• _Exercise prompt_: Your answer must be every line of the data that holds the string "benchmark".

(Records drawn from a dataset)
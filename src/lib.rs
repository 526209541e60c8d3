//! Flight-simulator telemetry bridge.
//!
//! simbridge reads fixed-point offsets from a running simulator, resolves
//! them into physical units and publishes them as JSON into a named shared
//! region that an independent consumer polls.
//!
//! # Pipeline
//!
//! - [`source`]: raw offsets from FSUIPC (Windows) or a YAML snapshot
//! - [`decoder`]: offsets to [`CanonicalTelemetry`]
//! - [`encoder`]: telemetry to the consumer's nested [`WireMessage`]
//! - [`publisher`]: UTF-16LE frame in the 4096-byte `NGSIMCONNECT` region,
//!   advertised by the `SIMLINK_PLUGIN` liveness handle
//! - [`scheduler`]: the cancellable poll loop tying them together
//!
//! # Example (snapshot to console)
//!
//! ```rust,no_run
//! use simbridge::{Bridge, BridgeConfig, SinkKind};
//! use tokio_util::sync::CancellationToken;
//!
//! #[tokio::main(flavor = "current_thread")]
//! async fn main() -> simbridge::Result<()> {
//!     let config = BridgeConfig::default()
//!         .with_snapshot_path("demos/cruise.yaml")
//!         .with_sink(SinkKind::Console);
//!
//!     let bridge = Bridge::new(config)?.with_max_cycles(3);
//!     let summary = bridge.run(&CancellationToken::new()).await?;
//!     println!("published {} messages", summary.cycles);
//!     Ok(())
//! }
//! ```

// Core types and error handling
pub mod config;
mod error;
pub mod offsets;
#[cfg_attr(any(test, feature = "benchmark"), path = "test_utils.rs")]
#[cfg(any(test, feature = "benchmark"))]
pub mod test_utils;

// Pipeline stages
pub mod decoder;
pub mod encoder;
pub mod publisher;
pub mod scheduler;
pub mod source;

// Platform-specific modules
#[cfg(windows)]
pub mod windows;

// Core exports
pub use config::BridgeConfig;
pub use error::*;

// Pipeline exports
pub use decoder::{CanonicalTelemetry, TelemetryDecoder};
pub use encoder::{WireMessage, encode, encode_now};
pub use publisher::{SharedBufferPublisher, SinkKind, TelemetrySink, open_sink};
pub use scheduler::{PollScheduler, PollSummary};
pub use source::{SourceKind, TelemetrySource, build_source};

use tokio_util::sync::CancellationToken;
use tracing::warn;

/// Configured bridge: one source, one sink, one poll loop.
///
/// Construction validates the configuration; nothing is opened until
/// [`Bridge::run`].
#[derive(Debug, Clone)]
pub struct Bridge {
    config: BridgeConfig,
    max_cycles: Option<u64>,
}

impl Bridge {
    /// Validate `config` and build a bridge from it.
    ///
    /// # Errors
    ///
    /// Returns [`BridgeError::Config`] when the interval is zero, the
    /// snapshot source has no path, or the object names are unusable.
    pub fn new(config: BridgeConfig) -> Result<Self> {
        config.validate()?;
        Ok(Self { config, max_cycles: None })
    }

    /// Stop after `cycles` published messages.
    pub fn with_max_cycles(mut self, cycles: u64) -> Self {
        self.max_cycles = Some(cycles);
        self
    }

    pub fn config(&self) -> &BridgeConfig {
        &self.config
    }

    /// Connect the source, open the sink and poll until `cancel` fires.
    ///
    /// The source and sink are released on every exit path.
    ///
    /// # Errors
    ///
    /// Startup fails with `Connect`, `RegionAccess` or `HandleAccess`; the
    /// loop itself fails on the first decode or publish error.
    pub async fn run(&self, cancel: &CancellationToken) -> Result<PollSummary> {
        let mut source = build_source(&self.config)?;
        source.connect().await?;

        let mut sink = match open_sink(&self.config) {
            Ok(sink) => sink,
            Err(e) => {
                if let Err(disconnect_err) = source.disconnect().await {
                    warn!("Failed to disconnect {} source: {}", source.name(), disconnect_err);
                }
                return Err(e);
            }
        };

        let mut scheduler = PollScheduler::new(self.config.poll_interval());
        if let Some(cycles) = self.max_cycles {
            scheduler = scheduler.with_max_cycles(cycles);
        }
        scheduler.run(source.as_mut(), sink.as_mut(), cancel).await
    }
}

• _Written answer_:
#[cfg_attr(any(test, feature = "benchmark"), path = "test_utils.rs")]
#[cfg(any(test, feature = "benchmark"))]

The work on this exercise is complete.